• TASK PROMPT:
Down to the final line, print each entry exactly.

• LISTED RECORDS:
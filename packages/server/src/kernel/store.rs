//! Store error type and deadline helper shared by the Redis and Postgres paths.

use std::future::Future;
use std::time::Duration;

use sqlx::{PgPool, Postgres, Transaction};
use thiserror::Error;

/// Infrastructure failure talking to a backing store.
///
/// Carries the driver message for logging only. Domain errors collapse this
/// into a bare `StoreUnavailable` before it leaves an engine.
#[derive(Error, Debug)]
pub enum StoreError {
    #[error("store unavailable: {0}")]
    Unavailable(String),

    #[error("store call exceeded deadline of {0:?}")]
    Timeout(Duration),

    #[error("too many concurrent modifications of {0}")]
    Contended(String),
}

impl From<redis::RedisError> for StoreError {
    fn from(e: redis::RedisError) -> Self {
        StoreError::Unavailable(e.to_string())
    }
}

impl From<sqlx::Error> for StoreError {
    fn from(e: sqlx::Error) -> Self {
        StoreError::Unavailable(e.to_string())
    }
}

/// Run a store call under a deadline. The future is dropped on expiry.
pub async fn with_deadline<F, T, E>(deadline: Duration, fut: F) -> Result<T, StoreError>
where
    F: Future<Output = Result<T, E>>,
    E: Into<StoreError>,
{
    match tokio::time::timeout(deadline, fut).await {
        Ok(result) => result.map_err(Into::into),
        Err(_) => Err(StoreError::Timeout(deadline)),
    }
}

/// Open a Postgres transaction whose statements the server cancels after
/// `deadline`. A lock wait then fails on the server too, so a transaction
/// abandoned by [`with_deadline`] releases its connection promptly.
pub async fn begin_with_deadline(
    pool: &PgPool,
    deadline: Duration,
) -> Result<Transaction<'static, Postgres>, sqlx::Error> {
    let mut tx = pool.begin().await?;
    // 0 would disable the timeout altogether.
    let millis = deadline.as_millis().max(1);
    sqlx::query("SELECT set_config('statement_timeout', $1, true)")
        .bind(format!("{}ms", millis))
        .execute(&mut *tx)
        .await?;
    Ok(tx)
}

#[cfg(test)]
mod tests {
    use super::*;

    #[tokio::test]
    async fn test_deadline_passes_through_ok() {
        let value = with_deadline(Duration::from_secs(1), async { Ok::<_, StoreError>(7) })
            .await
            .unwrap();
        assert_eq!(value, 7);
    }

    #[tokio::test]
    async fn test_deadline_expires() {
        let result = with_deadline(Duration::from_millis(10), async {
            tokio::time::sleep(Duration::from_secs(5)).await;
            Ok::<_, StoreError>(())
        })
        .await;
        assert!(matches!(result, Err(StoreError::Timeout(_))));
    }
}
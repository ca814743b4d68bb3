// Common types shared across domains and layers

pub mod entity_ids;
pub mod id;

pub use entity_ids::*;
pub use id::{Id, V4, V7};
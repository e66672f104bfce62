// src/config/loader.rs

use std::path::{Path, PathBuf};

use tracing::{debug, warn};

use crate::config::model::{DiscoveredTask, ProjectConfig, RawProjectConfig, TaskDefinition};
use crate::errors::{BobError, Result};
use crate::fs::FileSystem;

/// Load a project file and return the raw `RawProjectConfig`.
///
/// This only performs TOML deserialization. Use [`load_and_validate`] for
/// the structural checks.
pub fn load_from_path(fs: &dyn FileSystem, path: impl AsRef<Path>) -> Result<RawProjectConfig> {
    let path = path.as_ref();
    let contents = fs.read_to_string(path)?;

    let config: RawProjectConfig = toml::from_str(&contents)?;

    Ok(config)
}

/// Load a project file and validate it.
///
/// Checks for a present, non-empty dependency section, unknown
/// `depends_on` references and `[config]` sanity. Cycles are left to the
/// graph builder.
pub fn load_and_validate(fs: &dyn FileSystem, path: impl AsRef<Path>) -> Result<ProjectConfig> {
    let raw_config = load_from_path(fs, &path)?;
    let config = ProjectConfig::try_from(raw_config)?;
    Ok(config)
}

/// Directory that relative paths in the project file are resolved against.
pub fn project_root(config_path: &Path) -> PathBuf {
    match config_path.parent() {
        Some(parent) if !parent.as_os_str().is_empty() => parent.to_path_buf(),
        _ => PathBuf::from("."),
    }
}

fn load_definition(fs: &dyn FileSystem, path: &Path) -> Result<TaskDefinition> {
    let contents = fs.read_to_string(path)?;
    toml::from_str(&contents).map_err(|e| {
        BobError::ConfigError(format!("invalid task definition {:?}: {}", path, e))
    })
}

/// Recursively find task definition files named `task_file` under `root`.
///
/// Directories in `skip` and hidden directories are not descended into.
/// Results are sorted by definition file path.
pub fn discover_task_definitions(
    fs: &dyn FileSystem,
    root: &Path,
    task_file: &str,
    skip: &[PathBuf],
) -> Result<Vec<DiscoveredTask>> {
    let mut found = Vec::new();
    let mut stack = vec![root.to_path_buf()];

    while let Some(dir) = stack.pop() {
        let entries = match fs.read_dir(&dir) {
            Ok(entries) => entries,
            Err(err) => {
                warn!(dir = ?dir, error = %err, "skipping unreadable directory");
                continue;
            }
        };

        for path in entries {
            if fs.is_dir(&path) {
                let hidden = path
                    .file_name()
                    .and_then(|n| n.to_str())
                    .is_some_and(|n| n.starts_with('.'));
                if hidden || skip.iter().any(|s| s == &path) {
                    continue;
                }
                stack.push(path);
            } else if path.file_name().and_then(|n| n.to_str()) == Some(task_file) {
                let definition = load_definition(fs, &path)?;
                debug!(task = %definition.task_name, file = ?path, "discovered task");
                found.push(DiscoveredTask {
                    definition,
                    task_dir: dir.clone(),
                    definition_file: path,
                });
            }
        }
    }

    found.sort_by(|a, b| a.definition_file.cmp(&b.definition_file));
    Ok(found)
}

• TASK RESULT:
filename packages/server/src/kernel/store.rs
//! Store error type and deadline helper shared by the Redis and Postgres paths.

use std::future::Future;
use std::time::Duration;

use sqlx::{PgPool, Postgres, Transaction};
use thiserror::Error;

/// Infrastructure failure talking to a backing store.
///
/// Carries the driver message for logging only. Domain errors collapse this
/// into a bare `StoreUnavailable` before it leaves an engine.
#[derive(Error, Debug)]
pub enum StoreError {
    #[error("store unavailable: {0}")]
    Unavailable(String),

    #[error("store call exceeded deadline of {0:?}")]
    Timeout(Duration),

    #[error("too many concurrent modifications of {0}")]
    Contended(String),
}

impl From<redis::RedisError> for StoreError {
    fn from(e: redis::RedisError) -> Self {
        StoreError::Unavailable(e.to_string())
    }
}

impl From<sqlx::Error> for StoreError {
    fn from(e: sqlx::Error) -> Self {
        StoreError::Unavailable(e.to_string())
    }
}

/// Run a store call under a deadline. The future is dropped on expiry.
pub async fn with_deadline<F, T, E>(deadline: Duration, fut: F) -> Result<T, StoreError>
where
    F: Future<Output = Result<T, E>>,
    E: Into<StoreError>,
{
    match tokio::time::timeout(deadline, fut).await {
        Ok(result) => result.map_err(Into::into),
        Err(_) => Err(StoreError::Timeout(deadline)),
    }
}

/// Open a Postgres transaction whose statements the server cancels after
/// `deadline`. A lock wait then fails on the server too, so a transaction
/// abandoned by [`with_deadline`] releases its connection promptly.
pub async fn begin_with_deadline(
    pool: &PgPool,
    deadline: Duration,
) -> Result<Transaction<'static, Postgres>, sqlx::Error> {
    let mut tx = pool.begin().await?;
    // 0 would disable the timeout altogether.
    let millis = deadline.as_millis().max(1);
    sqlx::query("SELECT set_config('statement_timeout', $1, true)")
        .bind(format!("{}ms", millis))
        .execute(&mut *tx)
        .await?;
    Ok(tx)
}

#[cfg(test)]
mod tests {
    use super::*;

    #[tokio::test]
    async fn test_deadline_passes_through_ok() {
        let value = with_deadline(Duration::from_secs(1), async { Ok::<_, StoreError>(7) })
            .await
            .unwrap();
        assert_eq!(value, 7);
    }

    #[tokio::test]
    async fn test_deadline_expires() {
        let result = with_deadline(Duration::from_millis(10), async {
            tokio::time::sleep(Duration::from_secs(5)).await;
            Ok::<_, StoreError>(())
        })
        .await;
        assert!(matches!(result, Err(StoreError::Timeout(_))));
    }
}
repository ca814743b4d68bb3
// Common types shared across domains and layers

pub mod entity_ids;
pub mod id;

pub use entity_ids::*;
pub use id::{Id, V4, V7};
repository e66672f104bfce62
// src/config/loader.rs

use std::path::{Path, PathBuf};

use tracing::{debug, warn};

use crate::config::model::{DiscoveredTask, ProjectConfig, RawProjectConfig, TaskDefinition};
use crate::errors::{BobError, Result};
use crate::fs::FileSystem;

/// Load a project file and return the raw `RawProjectConfig`.
///
/// This only performs TOML deserialization. Use [`load_and_validate`] for
/// the structural checks.
pub fn load_from_path(fs: &dyn FileSystem, path: impl AsRef<Path>) -> Result<RawProjectConfig> {
    let path = path.as_ref();
    let contents = fs.read_to_string(path)?;

    let config: RawProjectConfig = toml::from_str(&contents)?;

    Ok(config)
}

/// Load a project file and validate it.
///
/// Checks for a present, non-empty dependency section, unknown
/// `depends_on` references and `[config]` sanity. Cycles are left to the
/// graph builder.
pub fn load_and_validate(fs: &dyn FileSystem, path: impl AsRef<Path>) -> Result<ProjectConfig> {
    let raw_config = load_from_path(fs, &path)?;
    let config = ProjectConfig::try_from(raw_config)?;
    Ok(config)
}

/// Directory that relative paths in the project file are resolved against.
pub fn project_root(config_path: &Path) -> PathBuf {
    match config_path.parent() {
        Some(parent) if !parent.as_os_str().is_empty() => parent.to_path_buf(),
        _ => PathBuf::from("."),
    }
}

fn load_definition(fs: &dyn FileSystem, path: &Path) -> Result<TaskDefinition> {
    let contents = fs.read_to_string(path)?;
    toml::from_str(&contents).map_err(|e| {
        BobError::ConfigError(format!("invalid task definition {:?}: {}", path, e))
    })
}

/// Recursively find task definition files named `task_file` under `root`.
///
/// Directories in `skip` and hidden directories are not descended into.
/// Results are sorted by definition file path.
pub fn discover_task_definitions(
    fs: &dyn FileSystem,
    root: &Path,
    task_file: &str,
    skip: &[PathBuf],
) -> Result<Vec<DiscoveredTask>> {
    let mut found = Vec::new();
    let mut stack = vec![root.to_path_buf()];

    while let Some(dir) = stack.pop() {
        let entries = match fs.read_dir(&dir) {
            Ok(entries) => entries,
            Err(err) => {
                warn!(dir = ?dir, error = %err, "skipping unreadable directory");
                continue;
            }
        };

        for path in entries {
            if fs.is_dir(&path) {
                let hidden = path
                    .file_name()
                    .and_then(|n| n.to_str())
                    .is_some_and(|n| n.starts_with('.'));
                if hidden || skip.iter().any(|s| s == &path) {
                    continue;
                }
                stack.push(path);
            } else if path.file_name().and_then(|n| n.to_str()) == Some(task_file) {
                let definition = load_definition(fs, &path)?;
                debug!(task = %definition.task_name, file = ?path, "discovered task");
                found.push(DiscoveredTask {
                    definition,
                    task_dir: dir.clone(),
                    definition_file: path,
                });
            }
        }
    }

    found.sort_by(|a, b| a.definition_file.cmp(&b.definition_file));
    Ok(found)
}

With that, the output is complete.